Along with Richard Downes, director of Jersey Eye Centre in Jersey, United Kingdom, Dr Pacey-Lowrie developed a technique for enhancing the motility of artificial eyes.
For typical prostheses, the surgeon tries to retain at least three muscles and attach them to a spherical polypropylene implant full of holes. Blood vessels grow through the holes and integrate it, and the implant is attached to the prosthesis.
The two ocularists employ an additional pegging technique in which a surgeon drills a hole in the conjunctiva after the implant is integrated. The ocularist then places a peg, resembling a rivet, into a titanium sleeve in this hole. The prosthesis sits onto this peg. “So you have the muscles moving the implant, the implant moving the peg, and the peg moving the eye,” Dr Pacey-Lowrie explains.
Watching the videos from his home in Taranaki, New Zealand, oilrig worker Dwayne Collins got to work. His own daughter, Liberty Collins was also born with microphthalmia so severe that without a prosthesis her face would have collapsed.
“As a father I didn't know how to deal with it,” Collins says in An Eye Fit for Liberty (https://www.youtube.com/watch?v=3Hj3sFodt7E). “What do you do? You can’t fix it.”
Working with ocularists in New Zealand and Australia proved uncomfortable for Collins. “Some of the appointments were horrendous,” he says. In one, a mold stuck in Liberty’s eye socket and had to be removed with force that left her trembling.
“That was it for me. I wasn’t putting her through any of that again. I wanted to know how to start making prosthetic eyes myself for my daughter.”
“Maybe we should just let the professionals deal with it,” his wife told him.
“Look what a professional just did to our daughter,” he responded. “I can do it better and I can do it without hurting her.”

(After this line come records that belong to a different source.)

//! Strategies for writing a new observation into a sketch table's indexed
//! row cells, and for estimating each row's "noise" baseline used by the
//! count-mean-min refinement.

use super::table::SketchTable;
use crate::common::Result;

/// Applies a single observation of `count` occurrences, indexed by `indices`
/// (one index per row), to a table.
pub trait UpdateStrategy {
    /// Apply the update and return the resulting estimate for this item
    /// (the minimum across the touched rows, after the update is applied).
    ///
    /// Fails if the underlying table's counters would overflow (only
    /// reachable with a bounded table back-end).
    fn update(&self, table: &mut dyn SketchTable, indices: &[u64], count: u64) -> Result<u64>;

    /// For each row touched by `indices`, estimate the noise contributed by
    /// unrelated items hashing into that row's cell — used by the
    /// count-mean-min estimator to subtract out collision bias.
    fn baselines(&self, table: &dyn SketchTable, indices: &[u64]) -> Vec<f64>;
}

/// Every row is incremented independently; the minimum across rows is the
/// standard count-min estimate. Never produces negative counts, but has the
/// largest positive collision bias of the two strategies.
pub struct NaiveUpdateStrategy;

impl UpdateStrategy for NaiveUpdateStrategy {
    fn update(&self, table: &mut dyn SketchTable, indices: &[u64], count: u64) -> Result<u64> {
        let mut min = None;
        for (row, &col) in indices.iter().enumerate() {
            let new_value = table.increment(row, col as usize, count)?;
            min = Some(min.map_or(new_value, |m: u64| m.min(new_value)));
        }
        Ok(min.unwrap_or(0))
    }

    fn baselines(&self, table: &dyn SketchTable, indices: &[u64]) -> Vec<f64> {
        let width = table.width() as f64;
        indices
            .iter()
            .enumerate()
            .map(|(row, &col)| {
                let value = table.get(row, col as usize) as f64;
                if width > 1.0 {
                    (table.total() as f64 - value) / (width - 1.0)
                } else {
                    0.0
                }
            })
            .collect()
    }
}

/// Only raises a row's counter up to the new minimum across all touched
/// rows, never overwriting a cell that is already at or above that minimum.
/// Reduces overestimation bias relative to [`NaiveUpdateStrategy`] at the
/// cost of being harder to merge or decrement correctly.
pub struct ConservativeUpdateStrategy;

impl UpdateStrategy for ConservativeUpdateStrategy {
    fn update(&self, table: &mut dyn SketchTable, indices: &[u64], count: u64) -> Result<u64> {
        let current_values: Vec<u64> = indices
            .iter()
            .enumerate()
            .map(|(row, &col)| table.get(row, col as usize))
            .collect();
        let current_min = current_values.iter().copied().min().unwrap_or(0);
        let new_min = current_min.saturating_add(count);
        for (row, &col) in indices.iter().enumerate() {
            if current_values[row] < new_min {
                table.set(row, col as usize, new_min)?;
            }
        }
        Ok(new_min)
    }

    fn baselines(&self, table: &dyn SketchTable, indices: &[u64]) -> Vec<f64> {
        let width = table.width() as f64;
        indices
            .iter()
            .enumerate()
            .map(|(row, &col)| {
                let value = table.get(row, col as usize) as f64;
                let row_sum = table.row_sum(row) as f64;
                if width > 1.0 {
                    (row_sum - value) / (width - 1.0)
                } else {
                    0.0
                }
            })
            .collect()
    }
}

#[cfg(test)]
mod tests {
    use super::*;
    use crate::frequency::table::DenseTable;

    #[test]
    fn naive_update_reports_min_across_rows() {
        let mut table = DenseTable::new(3, 16);
        let strat = NaiveUpdateStrategy;
        let indices = [1u64, 1, 1];
        assert_eq!(strat.update(&mut table, &indices, 5).unwrap(), 5);
        // collide row 0 with another item
        table.increment(0, 1, 100).unwrap();
        assert_eq!(strat.update(&mut table, &indices, 1).unwrap(), 6);
    }

    #[test]
    fn conservative_update_never_exceeds_naive() {
        let mut naive_table = DenseTable::new(3, 16);
        let mut cons_table = DenseTable::new(3, 16);
        let naive = NaiveUpdateStrategy;
        let cons = ConservativeUpdateStrategy;
        let indices = [2u64, 5, 9];

        // simulate a colliding item inflating row 0 and row 2
        naive_table.increment(0, 2, 50).unwrap();
        cons_table.increment(0, 2, 50).unwrap();
        naive_table.increment(2, 9, 20).unwrap();
        cons_table.increment(2, 9, 20).unwrap();

        let naive_est = naive.update(&mut naive_table, &indices, 1).unwrap();
        let cons_est = cons.update(&mut cons_table, &indices, 1).unwrap();
        assert!(cons_est <= naive_est);
    }

    #[test]
    fn conservative_update_leaves_higher_cell_untouched() {
        let mut table = DenseTable::new(2, 8);
        let strat = ConservativeUpdateStrategy;
        table.set(0, 0, 10).unwrap();
        table.set(1, 0, 2).unwrap();
        let est = strat.update(&mut table, &[0, 0], 1).unwrap();
        assert_eq!(est, 3);
        assert_eq!(table.get(0, 0), 10);
        assert_eq!(table.get(1, 0), 3);
    }
}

Watching Dr Pacey-Lowrie's how-to video, Collins began experimenting at home. “I pieced together the process to do it the best I could with the things I had,” he says. “It was really frustrating. I’d get three-fourths of the way to making the perfect eye, and in the last bit of process I'd stuff up.”
But Collins persevered until he had created an eye that he felt comfortable giving to Liberty. “That was a moment [to] walk out to the shed and have a cry with no one looking, because I’d done something for the family finally,” he says.